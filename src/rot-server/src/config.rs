// SPDX-FileCopyrightText: 2025 Stanislaw Grams <stanislawgrams@gmail.com>
//
// SPDX-License-Identifier: BSD-2-Clause

//! Configuration file support for rot-server.
//!
//! Config is loaded from the `[rot-server]` section of `rot-rs.toml`.
//! Default search order:
//! 1. Path specified via `--config` CLI argument
//! 2. `./rot-rs.toml`
//! 3. `~/.config/rot-rs/rot-rs.toml`
//! 4. `/etc/rot-rs/rot-rs.toml`

use std::net::{IpAddr, Ipv4Addr};
use std::path::PathBuf;

use serde::{Deserialize, Serialize};

use rot_app::{normalize_name, ConfigFile};

/// Rotator kinds understood by the composition root.
pub const ROTATOR_TYPES: [&str; 6] = [
    "rci",
    "easycomm",
    "simulator",
    "simulatorequ",
    "jlab",
    "dummy",
];

/// Top-level server configuration structure.
#[derive(Debug, Clone, Default, Serialize, Deserialize)]
#[serde(default)]
pub struct ServerConfig {
    pub general: GeneralConfig,
    pub rotator: RotatorConfig,
    /// RF band sequencer on Modbus.
    pub sequencer: PeripheralConfig,
    /// CPS20 amplidyne controller on Modbus.
    pub amplidynes: AmplidyneConfig,
    pub http: HttpConfig,
    pub rotctld: RotctldConfig,
    pub tracking: TrackingConfig,
}

/// General application settings and the observing site.
#[derive(Debug, Clone, Serialize, Deserialize)]
#[serde(default)]
pub struct GeneralConfig {
    /// Log level (trace, debug, info, warn, error)
    pub log_level: Option<String>,
    /// Antenna latitude (decimal degrees, WGS84)
    pub latitude: f64,
    /// Antenna longitude (decimal degrees, WGS84)
    pub longitude: f64,
    /// Antenna height (metres)
    pub height: f64,
    /// Ambient temperature (Celsius), for refraction
    pub temperature: f64,
    /// Ambient pressure (millibar), for refraction
    pub pressure: f64,
}

impl Default for GeneralConfig {
    fn default() -> Self {
        Self {
            log_level: None,
            latitude: 42.360326,
            longitude: -71.089324,
            height: 100.0,
            temperature: 15.0,
            pressure: 1010.0,
        }
    }
}

/// Rotator backend configuration.
#[derive(Debug, Clone, Serialize, Deserialize)]
#[serde(default)]
pub struct RotatorConfig {
    /// One of `rci`, `easycomm`, `simulator`, `simulatorequ`, `jlab`, `dummy`
    #[serde(rename = "type")]
    pub kind: String,
    /// RCI serial port
    pub serial_port: Option<String>,
    /// RCI baud rate
    pub baud: u32,
    /// EasyComm TCP peer (host:port)
    pub address: Option<String>,
    /// Azimuth pointing correction (degrees)
    pub azimuth_offset: f64,
    /// Elevation pointing correction (degrees)
    pub elevation_offset: f64,
    /// Shutdown codes cleared automatically
    pub acceptable_shutdowns: Vec<u8>,
}

impl Default for RotatorConfig {
    fn default() -> Self {
        Self {
            kind: "simulator".to_string(),
            serial_port: None,
            baud: 9600,
            address: None,
            azimuth_offset: 5.5,
            elevation_offset: -5.5,
            acceptable_shutdowns: vec![11],
        }
    }
}

/// Modbus link for one peripheral: either a local serial port or a remote
/// HTTP tunnel.
#[derive(Debug, Clone, PartialEq, Serialize, Deserialize)]
#[serde(default)]
pub struct PeripheralConfig {
    /// Local RTU serial port
    pub port: Option<String>,
    /// Baud rate for the serial port
    pub baud: u32,
    /// Remote tunnel URL
    pub url: Option<String>,
    /// Basic-Auth user for the tunnel
    pub username: Option<String>,
    /// Basic-Auth password for the tunnel
    pub password: Option<String>,
    /// Modbus unit identifier
    pub unit_id: u8,
    /// Delay between polls (milliseconds)
    pub poll_interval_ms: u64,
}

impl Default for PeripheralConfig {
    fn default() -> Self {
        Self {
            port: None,
            baud: 19200,
            url: None,
            username: None,
            password: None,
            unit_id: 1,
            poll_interval_ms: 100,
        }
    }
}

impl PeripheralConfig {
    pub fn is_configured(&self) -> bool {
        self.port.is_some() || self.url.is_some()
    }
}

#[derive(Debug, Clone, Serialize, Deserialize)]
#[serde(default)]
pub struct AmplidyneConfig {
    #[serde(flatten)]
    pub link: PeripheralConfig,
    /// Idle time before the amplidynes are switched off (seconds)
    pub spindown_secs: u64,
}

impl Default for AmplidyneConfig {
    fn default() -> Self {
        Self {
            link: PeripheralConfig::default(),
            spindown_secs: 600,
        }
    }
}

/// Status feed over HTTP and WebSocket.
#[derive(Debug, Clone, Serialize, Deserialize)]
#[serde(default)]
pub struct HttpConfig {
    pub enabled: bool,
    pub listen: IpAddr,
    pub port: u16,
    /// Passwords granting write access, carried as the WebSocket subprotocol
    pub passwords: Vec<String>,
    /// File with one password per line
    pub password_file: Option<PathBuf>,
    /// Minimum delay between pushes to one client (milliseconds)
    pub period_ms: u64,
    /// Unacknowledged frames allowed to a throttled client
    pub max_in_flight: u64,
}

impl Default for HttpConfig {
    fn default() -> Self {
        Self {
            enabled: true,
            listen: IpAddr::V4(Ipv4Addr::LOCALHOST),
            port: 8502,
            passwords: Vec::new(),
            password_file: None,
            period_ms: 25,
            max_in_flight: 5,
        }
    }
}

/// hamlib rotctld-compatible listener.
#[derive(Debug, Clone, Serialize, Deserialize)]
#[serde(default)]
pub struct RotctldConfig {
    pub enabled: bool,
    pub listen: IpAddr,
    pub port: u16,
}

impl Default for RotctldConfig {
    fn default() -> Self {
        Self {
            enabled: true,
            listen: IpAddr::V4(Ipv4Addr::LOCALHOST),
            port: 4533,
        }
    }
}

#[derive(Debug, Clone, Serialize, Deserialize)]
#[serde(default)]
pub struct TrackingConfig {
    /// Recompute interval for body tracking (milliseconds)
    pub interval_ms: u64,
}

impl Default for TrackingConfig {
    fn default() -> Self {
        Self { interval_ms: 250 }
    }
}

impl ServerConfig {
    pub fn validate(&self) -> Result<(), String> {
        validate_log_level(self.general.log_level.as_deref())?;
        validate_coordinates(self.general.latitude, self.general.longitude)?;

        let kind = normalize_name(&self.rotator.kind);
        if !ROTATOR_TYPES.contains(&kind.as_str()) {
            return Err(format!(
                "[rotator].type '{}' is invalid (expected one of: {})",
                self.rotator.kind,
                ROTATOR_TYPES.join(", ")
            ));
        }
        match kind.as_str() {
            "rci" => {
                if self.rotator.serial_port.as_deref().unwrap_or("").trim().is_empty() {
                    return Err("[rotator].serial_port must be set for type 'rci'".to_string());
                }
                if self.rotator.baud == 0 {
                    return Err("[rotator].baud must be > 0".to_string());
                }
            }
            "easycomm" | "jlab" => {
                if self.rotator.address.as_deref().unwrap_or("").trim().is_empty() {
                    return Err(format!(
                        "[rotator].address must be set for type '{}'",
                        kind
                    ));
                }
            }
            _ => {}
        }

        validate_peripheral("[sequencer]", &self.sequencer)?;
        validate_peripheral("[amplidynes]", &self.amplidynes.link)?;

        validate_passwords(&self.http.passwords)?;
        if self.http.enabled {
            if self.http.port == 0 {
                return Err("[http].port must be > 0 when http is enabled".to_string());
            }
            if self.http.max_in_flight == 0 {
                return Err("[http].max_in_flight must be > 0".to_string());
            }
        }
        if self.rotctld.enabled && self.rotctld.port == 0 {
            return Err("[rotctld].port must be > 0 when rotctld is enabled".to_string());
        }
        if self.tracking.interval_ms == 0 {
            return Err("[tracking].interval_ms must be > 0".to_string());
        }
        Ok(())
    }

    /// Generate an example configuration under the `[rot-server]` header.
    pub fn example_toml() -> String {
        let mut example = ServerConfig::default();
        example.general.log_level = Some("info".to_string());
        example.rotator.kind = "rci".to_string();
        example.rotator.serial_port = Some("/dev/ttyUSB0".to_string());
        example.sequencer.port = Some("/dev/ttyUSB1".to_string());
        example.amplidynes.link.port = Some("/dev/ttyUSB2".to_string());
        <ServerConfig as ConfigFile>::to_section_toml(&example)
    }
}

fn validate_log_level(level: Option<&str>) -> Result<(), String> {
    if let Some(level) = level {
        match level {
            "trace" | "debug" | "info" | "warn" | "error" => {}
            _ => {
                return Err(format!(
                    "[general].log_level '{}' is invalid (expected one of: trace, debug, info, warn, error)",
                    level
                ))
            }
        }
    }
    Ok(())
}

fn validate_coordinates(latitude: f64, longitude: f64) -> Result<(), String> {
    if !(-90.0..=90.0).contains(&latitude) {
        return Err("[general].latitude must be in range -90..=90".to_string());
    }
    if !(-180.0..=180.0).contains(&longitude) {
        return Err("[general].longitude must be in range -180..=180".to_string());
    }
    Ok(())
}

fn validate_peripheral(section: &str, link: &PeripheralConfig) -> Result<(), String> {
    if link.port.is_some() && link.url.is_some() {
        return Err(format!("{section} must set either port or url, not both"));
    }
    if link.port.is_some() && link.baud == 0 {
        return Err(format!("{section}.baud must be > 0"));
    }
    if link.is_configured() && link.poll_interval_ms == 0 {
        return Err(format!("{section}.poll_interval_ms must be > 0"));
    }
    Ok(())
}

fn validate_passwords(passwords: &[String]) -> Result<(), String> {
    if passwords.iter().any(|p| p.trim().is_empty()) {
        return Err("[http].passwords must not contain empty passwords".to_string());
    }
    Ok(())
}

impl ConfigFile for ServerConfig {
    fn section_key() -> &'static str {
        "rot-server"
    }
}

+--

_INSTRUCTIONS TO FOLLOW:_
Wherever a line in the data above holds the word "temperature", copy that line.

_ANSWER TO THIS PROBLEM:_
    /// Ambient temperature (Celsius), for refraction
    pub temperature: f64,
            temperature: 15.0,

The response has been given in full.